[The role of cytokines and reactive oxygen species in the pathogenesis of sepsis]

Abstract

The role of cytokines and reactive oxygen species (ROS) in multiple and not fully explained pathogenesis of sepsis was presented. Close attention was paid to the contribution of inflammatory cytokines (TNF-alpha, IL-1, IL-6, IL-8) to the enhanced phagocyte-derived oxidative metabolism and the activation of respiratory burst. The pleiotropic interaction of these and the other cytokines creating so-called cytokine network was described, among other things in order to express the phagocytic and endothelial receptors. The significant role of polymorphonuclear leucocytes (PMNLs) and macrophages in the pathogenesis of sepsis was outlined, presenting not only their bactericidal activity but immunoregulatory effect connected with cytokine release as well. The significance of T cells cooperating with PMNLs was presented as well. The participation of antiinflammatory cytokines (IL-10, IL-13) and cytokine inhibitors e.g. soluble TNF receptor (sTNFR) and IL-1 receptor antagonist (IL-1 ra) was mentioned; all of them appear in septic patients and are thought to be natural regulators of immunological response in vivo.

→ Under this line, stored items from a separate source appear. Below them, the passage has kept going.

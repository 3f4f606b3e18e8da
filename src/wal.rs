use std::fs::{self, File, OpenOptions};
use std::io::{self, BufReader, BufWriter, Read, Write};
use std::path::{Path, PathBuf};

use crate::model::Event;

/// Encode a single event to [len][bincode][crc32] format.
fn encode_event(writer: &mut impl Write, event: &Event) -> io::Result<()> {
    let payload =
        bincode::serialize(event).map_err(|e| io::Error::new(io::ErrorKind::InvalidData, e))?;
    let len = payload.len() as u32;
    let crc = crc32fast::hash(&payload);
    writer.write_all(&len.to_le_bytes())?;
    writer.write_all(&payload)?;
    writer.write_all(&crc.to_le_bytes())?;
    Ok(())
}

/// Append-only Write-Ahead Log.
///
/// Format per entry: `[u32: len][bincode: Event][u32: crc32]`
/// - `len` is the byte length of the bincode payload (not including the CRC).
/// - Truncated last entry (crash) is safely discarded via length-prefix + CRC check.
pub struct Wal {
    writer: BufWriter<File>,
    path: PathBuf,
    appends_since_compact: u64,
}

impl Wal {
    /// Open (or create) the WAL file at `path`.
    pub fn open(path: &Path) -> io::Result<Self> {
        let file = OpenOptions::new().create(true).append(true).open(path)?;
        Ok(Self {
            writer: BufWriter::new(file),
            path: path.to_path_buf(),
            appends_since_compact: 0,
        })
    }

    /// Append a single event to the WAL and fsync. Used by tests only —
    /// production code uses `append_buffered` + `flush_sync` for group commit.
    #[cfg(test)]
    pub fn append(&mut self, event: &Event) -> io::Result<()> {
        self.append_buffered(event)?;
        self.flush_sync()
    }

    /// Append a single event to the BufWriter without flushing or syncing.
    /// Call `flush_sync()` after the batch to durably commit all buffered events.
    pub fn append_buffered(&mut self, event: &Event) -> io::Result<()> {
        encode_event(&mut self.writer, event)?;
        self.appends_since_compact += 1;
        Ok(())
    }

    /// Flush the BufWriter and fsync the underlying file.
    pub fn flush_sync(&mut self) -> io::Result<()> {
        self.writer.flush()?;
        self.writer.get_ref().sync_all()
    }

    /// Return the WAL file path.
    pub fn path(&self) -> &Path {
        &self.path
    }

    /// Write compacted events to a temp file and fsync.
    /// This is the slow I/O phase — call OUTSIDE the WAL lock.
    pub fn write_compact_file(path: &Path, events: &[Event]) -> io::Result<()> {
        let tmp_path = path.with_extension("wal.tmp");
        let file = File::create(&tmp_path)?;
        let mut writer = BufWriter::new(file);
        for event in events {
            encode_event(&mut writer, event)?;
        }
        writer.flush()?;
        writer.get_ref().sync_all()?;
        Ok(())
    }

    /// Atomic swap: rename temp file over the WAL and reopen.
    pub fn swap_compact_file(&mut self) -> io::Result<()> {
        let tmp_path = self.path.with_extension("wal.tmp");
        fs::rename(&tmp_path, &self.path)?;
        let file = OpenOptions::new()
            .create(true)
            .append(true)
            .open(&self.path)?;
        self.writer = BufWriter::new(file);
        self.appends_since_compact = 0;
        Ok(())
    }

    /// Replace the WAL with a minimal set of events that recreates the current
    /// state. Convenience method that does both phases. Used by tests.
    #[cfg(test)]
    pub fn compact(&mut self, events: &[Event]) -> io::Result<()> {
        Self::write_compact_file(&self.path, events)?;
        self.swap_compact_file()
    }

    pub fn appends_since_compact(&self) -> u64 {
        self.appends_since_compact
    }

    /// Replay the WAL from disk, returning all valid events.
    /// Truncated/corrupt trailing entries are silently discarded.
    pub fn replay(path: &Path) -> io::Result<Vec<Event>> {
        let file = match File::open(path) {
            Ok(f) => f,
            Err(e) if e.kind() == io::ErrorKind::NotFound => return Ok(Vec::new()),
            Err(e) => return Err(e),
        };
        let mut reader = BufReader::new(file);
        let mut events = Vec::new();

        loop {
            // Read length prefix
            let mut len_buf = [0u8; 4];
            match reader.read_exact(&mut len_buf) {
                Ok(()) => {}
                Err(e) if e.kind() == io::ErrorKind::UnexpectedEof => break,
                Err(e) => return Err(e),
            }
            let len = u32::from_le_bytes(len_buf) as usize;

            // Read payload
            let mut payload = vec![0u8; len];
            match reader.read_exact(&mut payload) {
                Ok(()) => {}
                Err(e) if e.kind() == io::ErrorKind::UnexpectedEof => break, // truncated
                Err(e) => return Err(e),
            }

            // Read CRC
            let mut crc_buf = [0u8; 4];
            match reader.read_exact(&mut crc_buf) {
                Ok(()) => {}
                Err(e) if e.kind() == io::ErrorKind::UnexpectedEof => break, // truncated
                Err(e) => return Err(e),
            }
            let stored_crc = u32::from_le_bytes(crc_buf);
            let computed_crc = crc32fast::hash(&payload);

            if stored_crc != computed_crc {
                // Corrupt entry — stop replaying
                break;
            }

            match bincode::deserialize::<Event>(&payload) {
                Ok(event) => events.push(event),
                Err(_) => break, // corrupt payload
            }
        }

        Ok(events)
    }
}

#[cfg(test)]
mod tests {
    use super::*;
    use crate::model::{Booking, BookingId, DateRange};
    use chrono::{NaiveDate, Utc};

    fn tmp_path(name: &str) -> std::path::PathBuf {
        let dir = std::env::temp_dir().join("bookd_test_wal");
        fs::create_dir_all(&dir).unwrap();
        dir.join(name)
    }

    fn booking(id: BookingId) -> Booking {
        let now = Utc::now();
        Booking {
            id,
            range: DateRange::new(
                NaiveDate::from_ymd_opt(2026, 3, 10).unwrap(),
                NaiveDate::from_ymd_opt(2026, 3, 12).unwrap(),
            ),
            created_at: now,
            modified_at: now,
        }
    }

    #[test]
    fn append_and_replay() {
        let path = tmp_path("append_and_replay.wal");
        let _ = fs::remove_file(&path);

        let events = vec![
            Event::BookingAdded {
                booking: booking(1),
            },
            Event::BookingDeleted { id: 1 },
        ];

        {
            let mut wal = Wal::open(&path).unwrap();
            for e in &events {
                wal.append(e).unwrap();
            }
        }

        let replayed = Wal::replay(&path).unwrap();
        assert_eq!(replayed.len(), 2);
        assert_eq!(replayed, events);

        let _ = fs::remove_file(&path);
    }

    #[test]
    fn replay_handles_truncation() {
        let path = tmp_path("truncation.wal");
        let _ = fs::remove_file(&path);

        let event = Event::BookingAdded {
            booking: booking(1),
        };

        {
            let mut wal = Wal::open(&path).unwrap();
            wal.append(&event).unwrap();
        }

        // Append garbage to simulate a truncated second entry
        {
            let mut f = OpenOptions::new().append(true).open(&path).unwrap();
            f.write_all(&[0u8; 6]).unwrap(); // partial length + some bytes
        }

        let replayed = Wal::replay(&path).unwrap();
        assert_eq!(replayed.len(), 1);
        assert_eq!(replayed[0], event);

        let _ = fs::remove_file(&path);
    }

    #[test]
    fn replay_nonexistent_file() {
        let path = tmp_path("nonexistent.wal");
        let _ = fs::remove_file(&path);
        let replayed = Wal::replay(&path).unwrap();
        assert!(replayed.is_empty());
    }

    #[test]
    fn replay_corrupt_crc() {
        let path = tmp_path("corrupt_crc.wal");
        let _ = fs::remove_file(&path);

        let event = Event::BookingDeleted { id: 42 };

        // Manually write an entry with bad CRC
        {
            let payload = bincode::serialize(&event).unwrap();
            let len = payload.len() as u32;
            let bad_crc: u32 = 0xDEADBEEF;

            let mut f = File::create(&path).unwrap();
            f.write_all(&len.to_le_bytes()).unwrap();
            f.write_all(&payload).unwrap();
            f.write_all(&bad_crc.to_le_bytes()).unwrap();
        }

        let replayed = Wal::replay(&path).unwrap();
        assert!(replayed.is_empty());

        let _ = fs::remove_file(&path);
    }

    #[test]
    fn compact_reduces_wal() {
        let path = tmp_path("compact_reduce.wal");
        let _ = fs::remove_file(&path);

        // Write many events: add, delete, churn
        {
            let mut wal = Wal::open(&path).unwrap();
            wal.append(&Event::BookingAdded {
                booking: booking(1),
            })
            .unwrap();
            for id in 2..12 {
                wal.append(&Event::BookingAdded {
                    booking: booking(id),
                })
                .unwrap();
                wal.append(&Event::BookingDeleted { id }).unwrap();
            }
        }

        let before = fs::metadata(&path).unwrap().len();
        assert!(before > 0);

        // Compact: final state is just the one surviving booking
        let compacted_events = vec![
            Event::SequenceAdvanced { next_id: 12 },
            Event::BookingAdded {
                booking: booking(1),
            },
        ];

        {
            let mut wal = Wal::open(&path).unwrap();
            wal.compact(&compacted_events).unwrap();
        }

        let after = fs::metadata(&path).unwrap().len();
        assert!(
            after < before,
            "compacted WAL should be smaller: {after} < {before}"
        );

        let replayed = Wal::replay(&path).unwrap();
        assert_eq!(replayed, compacted_events);

        let _ = fs::remove_file(&path);
    }

    #[test]
    fn compact_then_append() {
        let path = tmp_path("compact_append.wal");
        let _ = fs::remove_file(&path);

        let compacted = vec![Event::BookingAdded {
            booking: booking(1),
        }];
        let new_event = Event::BookingAdded {
            booking: booking(2),
        };

        {
            let mut wal = Wal::open(&path).unwrap();
            wal.append(&compacted[0]).unwrap();
            wal.compact(&compacted).unwrap();
            wal.append(&new_event).unwrap();
        }

        let replayed = Wal::replay(&path).unwrap();
        assert_eq!(replayed.len(), 2);
        assert_eq!(replayed[0], compacted[0]);
        assert_eq!(replayed[1], new_event);

        let _ = fs::remove_file(&path);
    }

    #[test]
    fn append_buffered_then_flush_sync() {
        let path = tmp_path("buffered_flush.wal");
        let _ = fs::remove_file(&path);

        let events: Vec<Event> = (1..=5)
            .map(|id| Event::BookingAdded {
                booking: booking(id),
            })
            .collect();

        {
            let mut wal = Wal::open(&path).unwrap();
            for e in &events {
                wal.append_buffered(e).unwrap();
            }
            assert_eq!(wal.appends_since_compact(), 5);
            wal.flush_sync().unwrap();
        }

        let replayed = Wal::replay(&path).unwrap();
        assert_eq!(replayed, events);

        let _ = fs::remove_file(&path);
    }
}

The key role of ROS generated by the activated phagocytes during sepsis has been outlined; it is proposed that the hypermetabolic response to sepsis results from enhanced ROS generation and so-called oxidant stress is a consequence of the imbalance between their generation and detoxification. The consequences of the action of oxygen free radicals resulting in lipid peroxidation followed by host auto-injury were also described. At the end a possibility of immunotherapy of sepsis connected with the application of pentoxifylline (PTXF) as TNF-alpha inhibitor was recommended to take into consideration.